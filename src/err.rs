use thiserror::Error;

pub type Result<T> = std::result::Result<T, EvtxError>;
pub type DeserializationResult<T> = std::result::Result<T, DeserializationError>;

/// Errors raised while decoding binary structures (headers, BinXML, values).
#[derive(Debug, Error)]
pub enum DeserializationError {
    #[error("Invalid EVTX file header magic, expected `ElfFile0`, found `{magic:02X?}`")]
    InvalidEvtxFileHeaderMagic { magic: [u8; 8] },

    #[error("Invalid EVTX chunk header magic, expected `ElfChnk0`, found `{magic:02X?}`")]
    InvalidEvtxChunkMagic { magic: [u8; 8] },

    #[error("Invalid EVTX record header magic, expected `2a2a0000`, found `{magic:02X?}`")]
    InvalidEvtxRecordHeaderMagic { magic: [u8; 4] },

    #[error("Invalid chunk header size {size}, expected 128")]
    InvalidChunkHeaderSize { size: i32 },

    #[error("Last record offset {offset} exceeds the chunk size")]
    InvalidLastRecordOffset { offset: i32 },

    #[error("Invalid event record size {size}, expected a value in [24, 65536)")]
    InvalidRecordSize { size: u32 },

    #[error("chunk data CRC32 invalid, expected {expected:08x}, found {found:08x}")]
    InvalidChunkChecksum { expected: u32, found: u32 },

    #[error("Offset {offset}: tried to read an invalid byte `0x{value:02x}` as a binxml token")]
    InvalidToken { value: u8, offset: u64 },

    #[error("Offset {offset}: tried to read an invalid byte `0x{value:02x}` as a binxml value type")]
    InvalidValueVariant { value: u8, offset: u64 },

    #[error("Offset {offset}: unexpected value type `0x{found:02x}`, expected `0x{expected:02x}`")]
    UnexpectedValueType { expected: u8, found: u8, offset: u64 },

    #[error("Substitution index {index} is out of range (value array holds {count} values)")]
    SubstitutionIndexOutOfRange { index: u16, count: usize },

    #[error("Substitution array claims {count} values, refusing to allocate")]
    TooManySubstitutions { count: i64 },

    #[error("Offset {offset}: truncated read of {what}, needed {need} bytes, had {have}")]
    Truncated {
        what: &'static str,
        offset: u64,
        need: usize,
        have: usize,
    },

    #[error("Unknown entity reference `{name}`")]
    UnknownEntityRef { name: String },

    #[error("Content element `{what}` has no event map representation")]
    UnexpectedContentElement { what: &'static str },

    #[error("Invalid date time")]
    InvalidDateTime,

    #[error("An I/O error has occurred")]
    Io {
        #[from]
        source: std::io::Error,
    },
}

/// Crate-level errors, wrapping deserialization failures and event map misses.
#[derive(Debug, Error)]
pub enum EvtxError {
    #[error(transparent)]
    Deserialization(#[from] DeserializationError),

    #[error("An I/O error has occurred")]
    Io {
        #[from]
        source: std::io::Error,
    },

    #[error("Failed to open file {}", path.display())]
    FailedToOpenFile {
        source: std::io::Error,
        path: std::path::PathBuf,
    },

    #[error("Failed to decode record {record_id}")]
    FailedToParseRecord {
        record_id: u64,
        source: Box<DeserializationError>,
    },

    #[error("No element at path `{path}`")]
    PathNotFound { path: String },

    #[error("Element at path `{path}` cannot be read as {expected}")]
    ValueConversion {
        path: String,
        expected: &'static str,
    },

    #[error("Key `{key}` already present in event map")]
    DuplicateKey { key: String },
}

^^^^^^^^

▶ [PROBLEM REQUIREMENTS] How many of the listing's lines include "String"? State only that number.

▶ [ANSWER SECTION] 4